Exercise prompt
In the listing that follows, the lines starting at the one containing "pub use local::LocalStorage;" and ending at the one containing "async fn exists(&self, canonical_url: &str) -> Result<bool>;" are to be returned exactly, both boundary lines included, and no others.

Dataset records
□ □ □ □
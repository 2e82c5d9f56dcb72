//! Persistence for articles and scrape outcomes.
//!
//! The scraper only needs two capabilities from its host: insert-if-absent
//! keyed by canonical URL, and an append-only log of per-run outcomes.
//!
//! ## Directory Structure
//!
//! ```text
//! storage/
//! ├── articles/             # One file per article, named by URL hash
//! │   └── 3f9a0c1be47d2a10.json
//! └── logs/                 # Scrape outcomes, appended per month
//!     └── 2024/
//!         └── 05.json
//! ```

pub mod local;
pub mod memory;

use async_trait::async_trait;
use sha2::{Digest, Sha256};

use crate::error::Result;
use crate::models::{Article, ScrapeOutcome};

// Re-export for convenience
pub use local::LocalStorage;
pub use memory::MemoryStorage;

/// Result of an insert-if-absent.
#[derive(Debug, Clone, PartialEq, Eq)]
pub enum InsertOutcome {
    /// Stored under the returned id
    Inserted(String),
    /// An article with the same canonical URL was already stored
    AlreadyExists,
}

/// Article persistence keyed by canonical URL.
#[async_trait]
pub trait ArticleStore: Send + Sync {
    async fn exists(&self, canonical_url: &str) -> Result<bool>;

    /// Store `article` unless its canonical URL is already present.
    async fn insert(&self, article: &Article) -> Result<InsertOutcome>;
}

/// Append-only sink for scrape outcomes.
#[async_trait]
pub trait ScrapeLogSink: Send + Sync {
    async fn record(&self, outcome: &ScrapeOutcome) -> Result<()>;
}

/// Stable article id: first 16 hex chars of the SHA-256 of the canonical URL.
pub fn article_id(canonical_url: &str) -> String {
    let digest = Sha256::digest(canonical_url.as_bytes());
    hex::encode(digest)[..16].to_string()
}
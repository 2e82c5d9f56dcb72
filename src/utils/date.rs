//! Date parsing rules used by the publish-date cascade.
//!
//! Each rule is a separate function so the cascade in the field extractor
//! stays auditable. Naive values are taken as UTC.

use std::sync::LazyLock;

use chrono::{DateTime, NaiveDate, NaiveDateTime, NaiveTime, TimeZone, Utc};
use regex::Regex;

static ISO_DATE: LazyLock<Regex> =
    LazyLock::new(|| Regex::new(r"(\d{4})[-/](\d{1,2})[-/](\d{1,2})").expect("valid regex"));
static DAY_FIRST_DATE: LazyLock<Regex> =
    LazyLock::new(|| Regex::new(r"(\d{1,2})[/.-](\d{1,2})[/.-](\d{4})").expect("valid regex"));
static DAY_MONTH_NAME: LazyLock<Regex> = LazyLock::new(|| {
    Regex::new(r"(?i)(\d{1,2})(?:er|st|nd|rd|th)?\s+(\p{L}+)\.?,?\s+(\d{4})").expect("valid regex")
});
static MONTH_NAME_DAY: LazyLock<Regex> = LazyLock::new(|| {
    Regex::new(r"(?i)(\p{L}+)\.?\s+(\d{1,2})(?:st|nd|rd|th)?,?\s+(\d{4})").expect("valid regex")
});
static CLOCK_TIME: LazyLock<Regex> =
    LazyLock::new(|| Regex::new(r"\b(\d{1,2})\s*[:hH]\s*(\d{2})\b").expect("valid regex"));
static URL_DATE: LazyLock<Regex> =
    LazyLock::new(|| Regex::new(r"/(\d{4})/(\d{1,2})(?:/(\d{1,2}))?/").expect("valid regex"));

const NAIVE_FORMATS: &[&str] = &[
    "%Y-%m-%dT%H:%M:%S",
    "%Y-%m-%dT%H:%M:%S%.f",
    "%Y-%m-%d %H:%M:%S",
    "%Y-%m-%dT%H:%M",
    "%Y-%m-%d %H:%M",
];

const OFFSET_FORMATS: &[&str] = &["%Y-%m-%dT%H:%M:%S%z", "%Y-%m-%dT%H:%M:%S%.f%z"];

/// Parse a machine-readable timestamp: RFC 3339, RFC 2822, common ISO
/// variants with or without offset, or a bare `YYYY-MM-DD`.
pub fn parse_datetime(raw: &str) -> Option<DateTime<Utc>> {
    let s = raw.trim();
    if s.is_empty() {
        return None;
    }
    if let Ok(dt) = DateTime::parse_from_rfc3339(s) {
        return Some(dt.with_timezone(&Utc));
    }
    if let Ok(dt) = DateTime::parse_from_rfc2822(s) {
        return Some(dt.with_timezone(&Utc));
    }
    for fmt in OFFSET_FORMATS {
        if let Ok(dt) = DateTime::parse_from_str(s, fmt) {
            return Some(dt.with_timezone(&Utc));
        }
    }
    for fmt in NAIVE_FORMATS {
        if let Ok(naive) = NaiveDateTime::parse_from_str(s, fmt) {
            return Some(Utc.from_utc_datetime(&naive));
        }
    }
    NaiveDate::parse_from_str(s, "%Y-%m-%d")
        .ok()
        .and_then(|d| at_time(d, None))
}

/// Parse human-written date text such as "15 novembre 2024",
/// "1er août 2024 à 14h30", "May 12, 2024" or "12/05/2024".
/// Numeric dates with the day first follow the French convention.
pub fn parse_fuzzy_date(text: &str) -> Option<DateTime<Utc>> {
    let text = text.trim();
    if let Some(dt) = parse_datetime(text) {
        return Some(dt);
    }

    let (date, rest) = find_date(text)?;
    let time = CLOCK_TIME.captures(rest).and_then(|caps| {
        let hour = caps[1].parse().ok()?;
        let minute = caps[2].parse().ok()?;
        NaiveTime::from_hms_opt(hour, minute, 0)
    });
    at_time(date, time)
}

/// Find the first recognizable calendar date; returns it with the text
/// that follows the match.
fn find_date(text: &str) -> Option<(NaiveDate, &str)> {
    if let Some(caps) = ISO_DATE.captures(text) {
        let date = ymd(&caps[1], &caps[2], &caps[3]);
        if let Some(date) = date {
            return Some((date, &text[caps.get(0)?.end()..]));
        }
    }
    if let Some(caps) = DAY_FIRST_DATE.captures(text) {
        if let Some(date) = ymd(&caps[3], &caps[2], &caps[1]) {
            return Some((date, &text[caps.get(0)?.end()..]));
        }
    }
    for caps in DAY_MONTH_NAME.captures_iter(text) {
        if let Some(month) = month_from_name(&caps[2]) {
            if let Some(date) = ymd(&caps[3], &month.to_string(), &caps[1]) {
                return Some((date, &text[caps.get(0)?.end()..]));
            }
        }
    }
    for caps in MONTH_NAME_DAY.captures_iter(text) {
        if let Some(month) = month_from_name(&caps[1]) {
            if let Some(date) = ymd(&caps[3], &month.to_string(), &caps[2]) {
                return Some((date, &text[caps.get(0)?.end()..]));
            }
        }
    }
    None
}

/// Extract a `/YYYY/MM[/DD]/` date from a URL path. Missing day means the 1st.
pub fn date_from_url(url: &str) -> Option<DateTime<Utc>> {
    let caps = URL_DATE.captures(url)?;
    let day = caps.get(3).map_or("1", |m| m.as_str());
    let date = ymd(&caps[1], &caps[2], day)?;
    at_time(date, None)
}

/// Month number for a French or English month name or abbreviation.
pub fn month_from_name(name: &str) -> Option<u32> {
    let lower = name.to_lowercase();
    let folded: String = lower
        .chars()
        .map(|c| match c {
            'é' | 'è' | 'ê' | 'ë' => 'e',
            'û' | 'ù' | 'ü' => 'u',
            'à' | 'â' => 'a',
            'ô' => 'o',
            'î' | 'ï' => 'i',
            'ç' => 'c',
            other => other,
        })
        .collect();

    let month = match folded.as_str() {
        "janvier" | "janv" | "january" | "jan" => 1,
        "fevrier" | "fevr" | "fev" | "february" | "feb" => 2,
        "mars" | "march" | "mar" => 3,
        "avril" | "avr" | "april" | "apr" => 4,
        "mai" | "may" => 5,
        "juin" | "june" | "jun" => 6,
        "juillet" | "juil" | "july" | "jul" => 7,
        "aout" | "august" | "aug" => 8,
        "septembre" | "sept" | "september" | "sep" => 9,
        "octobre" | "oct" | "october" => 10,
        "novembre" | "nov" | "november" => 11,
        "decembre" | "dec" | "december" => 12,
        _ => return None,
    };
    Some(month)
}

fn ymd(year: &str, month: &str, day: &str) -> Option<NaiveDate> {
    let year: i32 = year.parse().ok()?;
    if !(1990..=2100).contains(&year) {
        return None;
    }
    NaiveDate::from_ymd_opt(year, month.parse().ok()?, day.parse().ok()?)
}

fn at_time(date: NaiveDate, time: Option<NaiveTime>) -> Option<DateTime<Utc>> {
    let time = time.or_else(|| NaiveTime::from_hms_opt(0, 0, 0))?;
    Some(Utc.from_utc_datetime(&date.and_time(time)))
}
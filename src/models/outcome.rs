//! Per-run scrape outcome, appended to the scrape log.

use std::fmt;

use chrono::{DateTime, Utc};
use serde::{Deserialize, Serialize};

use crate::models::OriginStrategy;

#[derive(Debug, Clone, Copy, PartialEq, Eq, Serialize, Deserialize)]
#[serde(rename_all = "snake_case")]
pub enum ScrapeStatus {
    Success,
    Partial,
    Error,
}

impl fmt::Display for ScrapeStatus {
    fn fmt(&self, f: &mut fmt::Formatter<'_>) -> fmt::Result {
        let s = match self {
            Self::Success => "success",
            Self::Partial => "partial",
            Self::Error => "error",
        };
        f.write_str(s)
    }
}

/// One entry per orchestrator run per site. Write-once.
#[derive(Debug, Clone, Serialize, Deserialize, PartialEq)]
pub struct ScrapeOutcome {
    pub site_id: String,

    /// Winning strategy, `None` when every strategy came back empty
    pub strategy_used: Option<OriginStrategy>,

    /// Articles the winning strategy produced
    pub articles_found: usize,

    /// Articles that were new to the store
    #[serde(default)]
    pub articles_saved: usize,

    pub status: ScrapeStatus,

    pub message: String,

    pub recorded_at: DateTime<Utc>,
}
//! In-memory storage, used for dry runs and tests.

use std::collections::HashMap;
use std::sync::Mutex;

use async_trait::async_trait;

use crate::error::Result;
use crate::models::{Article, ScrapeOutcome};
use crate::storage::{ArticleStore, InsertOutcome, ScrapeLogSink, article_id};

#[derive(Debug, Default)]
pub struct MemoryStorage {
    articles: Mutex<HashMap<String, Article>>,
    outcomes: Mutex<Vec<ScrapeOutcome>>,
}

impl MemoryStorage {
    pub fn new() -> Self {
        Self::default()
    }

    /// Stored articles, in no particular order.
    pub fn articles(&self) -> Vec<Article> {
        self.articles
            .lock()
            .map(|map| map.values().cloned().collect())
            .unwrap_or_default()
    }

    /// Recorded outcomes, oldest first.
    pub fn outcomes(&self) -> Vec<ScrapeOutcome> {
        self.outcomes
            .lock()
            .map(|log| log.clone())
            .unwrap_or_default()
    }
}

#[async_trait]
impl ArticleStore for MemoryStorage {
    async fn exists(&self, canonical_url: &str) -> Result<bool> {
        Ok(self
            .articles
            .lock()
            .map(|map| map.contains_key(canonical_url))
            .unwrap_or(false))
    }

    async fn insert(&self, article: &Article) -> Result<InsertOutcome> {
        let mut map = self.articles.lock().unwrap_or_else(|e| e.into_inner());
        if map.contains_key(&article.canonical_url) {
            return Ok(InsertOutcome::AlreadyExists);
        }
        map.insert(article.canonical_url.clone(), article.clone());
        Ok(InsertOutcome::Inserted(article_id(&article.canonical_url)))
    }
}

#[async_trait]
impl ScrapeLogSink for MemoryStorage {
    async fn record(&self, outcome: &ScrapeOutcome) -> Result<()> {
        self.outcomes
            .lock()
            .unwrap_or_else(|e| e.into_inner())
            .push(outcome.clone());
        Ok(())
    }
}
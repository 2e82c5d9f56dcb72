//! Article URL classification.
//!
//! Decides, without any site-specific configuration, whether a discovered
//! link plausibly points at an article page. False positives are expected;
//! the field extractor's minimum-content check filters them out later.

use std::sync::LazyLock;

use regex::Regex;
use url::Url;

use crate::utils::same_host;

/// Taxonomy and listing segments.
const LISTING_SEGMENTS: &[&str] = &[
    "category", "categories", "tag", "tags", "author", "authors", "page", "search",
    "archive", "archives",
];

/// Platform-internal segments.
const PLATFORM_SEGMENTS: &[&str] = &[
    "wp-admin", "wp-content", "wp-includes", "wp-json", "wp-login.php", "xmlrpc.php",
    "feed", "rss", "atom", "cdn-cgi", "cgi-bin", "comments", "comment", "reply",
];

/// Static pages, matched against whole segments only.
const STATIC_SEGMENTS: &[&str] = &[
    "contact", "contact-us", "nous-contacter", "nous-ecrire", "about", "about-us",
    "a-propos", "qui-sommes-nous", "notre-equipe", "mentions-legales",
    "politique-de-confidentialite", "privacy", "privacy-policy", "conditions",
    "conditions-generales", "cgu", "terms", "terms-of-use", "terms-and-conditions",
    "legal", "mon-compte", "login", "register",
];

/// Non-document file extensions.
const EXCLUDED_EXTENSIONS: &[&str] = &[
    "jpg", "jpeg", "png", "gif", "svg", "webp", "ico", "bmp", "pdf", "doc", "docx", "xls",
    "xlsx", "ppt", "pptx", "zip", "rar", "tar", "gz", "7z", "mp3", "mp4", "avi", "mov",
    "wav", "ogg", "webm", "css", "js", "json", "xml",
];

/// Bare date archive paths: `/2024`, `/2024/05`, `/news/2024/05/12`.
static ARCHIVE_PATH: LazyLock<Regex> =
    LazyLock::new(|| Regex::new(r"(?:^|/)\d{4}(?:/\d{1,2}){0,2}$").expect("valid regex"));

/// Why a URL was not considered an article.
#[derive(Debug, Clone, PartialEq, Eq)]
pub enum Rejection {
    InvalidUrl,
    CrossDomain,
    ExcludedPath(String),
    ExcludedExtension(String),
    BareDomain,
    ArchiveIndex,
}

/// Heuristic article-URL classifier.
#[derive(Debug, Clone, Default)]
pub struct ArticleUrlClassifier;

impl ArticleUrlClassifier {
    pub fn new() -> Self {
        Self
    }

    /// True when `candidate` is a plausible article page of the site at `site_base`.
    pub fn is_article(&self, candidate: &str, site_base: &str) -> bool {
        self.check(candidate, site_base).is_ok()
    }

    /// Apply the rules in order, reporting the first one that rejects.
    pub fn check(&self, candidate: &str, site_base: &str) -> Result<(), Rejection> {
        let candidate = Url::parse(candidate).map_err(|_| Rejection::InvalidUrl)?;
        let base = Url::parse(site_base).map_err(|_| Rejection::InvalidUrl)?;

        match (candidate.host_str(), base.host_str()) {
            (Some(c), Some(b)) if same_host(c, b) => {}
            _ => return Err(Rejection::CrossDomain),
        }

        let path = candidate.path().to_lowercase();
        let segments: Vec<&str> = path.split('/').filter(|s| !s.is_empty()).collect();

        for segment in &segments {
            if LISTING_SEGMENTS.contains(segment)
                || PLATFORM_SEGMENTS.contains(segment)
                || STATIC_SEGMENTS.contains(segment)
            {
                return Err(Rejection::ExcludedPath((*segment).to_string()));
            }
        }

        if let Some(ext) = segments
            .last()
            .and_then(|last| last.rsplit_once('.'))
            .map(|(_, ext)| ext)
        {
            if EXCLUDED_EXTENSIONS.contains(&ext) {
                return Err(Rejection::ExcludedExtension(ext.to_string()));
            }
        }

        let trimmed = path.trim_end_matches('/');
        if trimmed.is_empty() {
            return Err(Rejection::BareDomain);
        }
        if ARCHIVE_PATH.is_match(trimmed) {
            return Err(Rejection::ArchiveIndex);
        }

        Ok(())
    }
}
□ □ □ □
Task output
pub use local::LocalStorage;
pub use memory::MemoryStorage;

/// Result of an insert-if-absent.
#[derive(Debug, Clone, PartialEq, Eq)]
pub enum InsertOutcome {
    /// Stored under the returned id
    Inserted(String),
    /// An article with the same canonical URL was already stored
    AlreadyExists,
}

/// Article persistence keyed by canonical URL.
#[async_trait]
pub trait ArticleStore: Send + Sync {
    async fn exists(&self, canonical_url: &str) -> Result<bool>;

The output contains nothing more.